Outgoing Jefferson County Property Valuation Administrator Tony Lindauer stated in an email to all staff in the office Monday morning that they would have their employment terminated when his term ends on Nov. 30.
As for their possible continued employment with the PVA office, Lindauer added that they would soon receive an email from his chief of staff Colleen Younger, a fellow Democrat who was elected to replace him two weeks ago and would soon be responsible for hiring back employees or replacing them.
Lindauer did not return a phone message from Insider Louisville asking about the email.
Staff in each county’s PVA office are non-merit state employees, meaning that they serve at the will of the administrator, but there is no requirement in state law for such employees to have to reapply for their jobs when a new administrator comes into office. There are currently 59 employees in the Jefferson County PVA, the largest in the state.
At least two current employees of the Jefferson County PVA’s office have filed complaints with the state this year asserting wrongdoing by Lindauer and Younger.
In March, an anonymous complaint was filed against Lindauer’s office with the state’s Office of Equal Employment Opportunity and Contract Compliance, which investigates discrimination, sexual harassment and violations of equal opportunity programs. A spokeswoman with the Kentucky Finance and Administration Cabinet told Insider on Monday that the state has finished its report on this investigation, but is being reviewed by attorneys before it is finalized and released.
Last month, the PVA office’s longtime chief financial officer Harold Thomas also filed a complaint with the state against Younger, asserting that she improperly accessed a nonpublic data service in the office to conduct research against John May, her Republican opponent in this year’s PVA race that she went on to defeat by a large margin two weeks ago.
In Lindauer’s email to all PVA staff that was shared with Insider, he offered his thanks and appreciation “to each of you for your public service to our community under my tenure as PVA.” He then went on to state his term officially ended on Nov. 30, “so all staff will be terminated as of that date.”
“Colleen Younger officially takes office as the new PVA on the third of December,” stated Lindauer. “You will receive an email from Colleen regarding continuing employment with the Jefferson County PVA following this email. Again, I want to say a heartfelt ‘thank you’ for sharing this journey with me and my family.”
Younger told Insider after this story was published that a PVA letting the entire staff go before a new PVA takes office is “very standard operating procedure,” saying that all of their employees serve at the pleasure of the PVA. She also said that Mayor Greg Fischer made the same move when he was first elected to that office, as he “asked everyone to reapply and come with their resumes, and we are following the same type of process.”

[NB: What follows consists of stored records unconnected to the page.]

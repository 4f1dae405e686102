//! sBTC Token Contract
//!
//! Fungible ledger for the synthetic asset that FlashStack flash-mints.
//! Only the contract owner and the registered flash minter can create or
//! destroy supply; anyone can move their own balance.

use std::collections::BTreeMap;

use borsh::{BorshDeserialize, BorshSerialize};
use serde::{Deserialize, Serialize};

use flashstack_common::{
    constants::token,
    errors::{FlashStackError, FlashStackResult},
    token_ops::TokenLedger,
    types::Principal,
};

// ============ Supply Tracking ============

/// Supply counters; `total_supply == total_minted - total_burned`
#[derive(Debug, Clone, Copy, Default, PartialEq, Eq, Serialize, Deserialize, BorshSerialize, BorshDeserialize)]
pub struct TokenSupply {
    pub total_supply: u64,
    /// Cumulative minted since deployment
    pub total_minted: u64,
    /// Cumulative burned since deployment
    pub total_burned: u64,
}

// ============ Token State ============

/// sBTC ledger state
#[derive(Debug, Clone, PartialEq, Eq, Serialize, Deserialize, BorshSerialize, BorshDeserialize)]
pub struct SbtcToken {
    /// Deployer; may mint, burn, and register the flash minter
    owner: Principal,
    /// Settlement engine allowed to mint and burn
    flash_minter: Option<Principal>,
    balances: BTreeMap<Principal, u64>,
    supply: TokenSupply,
}

// No Default: the owner must be chosen explicitly.

impl SbtcToken {
    pub fn new(owner: Principal) -> Self {
        Self {
            owner,
            flash_minter: None,
            balances: BTreeMap::new(),
            supply: TokenSupply::default(),
        }
    }

    pub fn name() -> &'static str {
        token::NAME
    }

    pub fn symbol() -> &'static str {
        token::SYMBOL
    }

    pub fn decimals() -> u8 {
        token::DECIMALS
    }

    pub fn owner(&self) -> Principal {
        self.owner
    }

    pub fn flash_minter(&self) -> Option<Principal> {
        self.flash_minter
    }

    pub fn supply(&self) -> TokenSupply {
        self.supply
    }

    /// Register the engine allowed to mint and burn (owner only)
    pub fn set_flash_minter(&mut self, caller: &Principal, minter: Principal) -> FlashStackResult<()> {
        if *caller != self.owner {
            return Err(FlashStackError::TokenNotAuthorized);
        }
        self.flash_minter = Some(minter);
        Ok(())
    }

    fn can_mint(&self, caller: &Principal) -> bool {
        *caller == self.owner || self.flash_minter.as_ref() == Some(caller)
    }

    fn debit(&mut self, from: &Principal, amount: u64) -> FlashStackResult<()> {
        let available = self.balance_of(from);
        if available < amount {
            return Err(FlashStackError::TokenInsufficientBalance {
                available,
                requested: amount,
            });
        }
        let remaining = available - amount;
        if remaining == 0 {
            self.balances.remove(from);
        } else {
            self.balances.insert(*from, remaining);
        }
        Ok(())
    }

    fn credit(&mut self, to: &Principal, amount: u64) -> FlashStackResult<()> {
        let current = self.balance_of(to);
        let updated = current
            .checked_add(amount)
            .ok_or(FlashStackError::TokenInsufficientBalance {
                available: current,
                requested: amount,
            })?;
        self.balances.insert(*to, updated);
        Ok(())
    }
}

fn require_nonzero(amount: u64) -> FlashStackResult<()> {
    if amount == 0 {
        return Err(FlashStackError::TokenInsufficientBalance {
            available: 0,
            requested: 0,
        });
    }
    Ok(())
}

// ============ Ledger Operations ============

impl TokenLedger for SbtcToken {
    fn balance_of(&self, owner: &Principal) -> u64 {
        self.balances.get(owner).copied().unwrap_or(0)
    }

    fn total_supply(&self) -> u64 {
        self.supply.total_supply
    }

    fn mint(&mut self, caller: &Principal, amount: u64, to: &Principal) -> FlashStackResult<()> {
        if !self.can_mint(caller) {
            return Err(FlashStackError::TokenNotAuthorized);
        }
        require_nonzero(amount)?;

        let new_supply = self
            .supply
            .total_supply
            .checked_add(amount)
            .ok_or(FlashStackError::TokenInsufficientBalance {
                available: self.supply.total_supply,
                requested: amount,
            })?;

        self.credit(to, amount)?;
        self.supply.total_supply = new_supply;
        self.supply.total_minted = self.supply.total_minted.saturating_add(amount);
        Ok(())
    }

    fn burn(&mut self, caller: &Principal, amount: u64, from: &Principal) -> FlashStackResult<()> {
        if !self.can_mint(caller) {
            return Err(FlashStackError::TokenNotAuthorized);
        }
        require_nonzero(amount)?;

        self.debit(from, amount)?;
        // Balances never exceed supply, so the debit bounds this
        self.supply.total_supply = self.supply.total_supply.saturating_sub(amount);
        self.supply.total_burned = self.supply.total_burned.saturating_add(amount);
        Ok(())
    }

    fn transfer(
        &mut self,
        caller: &Principal,
        amount: u64,
        from: &Principal,
        to: &Principal,
    ) -> FlashStackResult<()> {
        if caller != from {
            return Err(FlashStackError::TokenNotAuthorized);
        }
        require_nonzero(amount)?;
        if from == to {
            let available = self.balance_of(from);
            if available < amount {
                return Err(FlashStackError::TokenInsufficientBalance {
                    available,
                    requested: amount,
                });
            }
            return Ok(());
        }

        self.debit(from, amount)?;
        self.credit(to, amount)
    }
}

// ============ Helper Functions ============

/// Split an amount into whole and fractional units
pub fn format_amount(amount: u64) -> (u64, u64) {
    (amount / token::ONE, amount % token::ONE)
}

// ============ Tests ============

She added that all PVA employees will receive an email from her at some point on Monday and they have until Nov. 26 to reapply. She said that employees that are retained will likely be notified by her before Nov. 30, but she had “no idea” how many would be rehired.
Asked if employees like Thomas that filed complaints against her and Lindauer could be guaranteed that they would get their jobs back, Younger would only say that every employee would be re-evaluated.
Fayette County PVA David O’Neill told Insider that when he was first appointed to the office in 2009, he made a point of not firing or asking for the resignations of all staff, despite a number of them being hostile to him, though he did replace a couple of employees.
Lindauer announced just before the filing deadline this year that he would not run for a fourth term as PVA, while Younger, his chief of staff for the past seven years, announced that same day that she would run for the office. Younger defeated May by winning over 60 percent of the vote.
This story has been updated with Younger’s comments.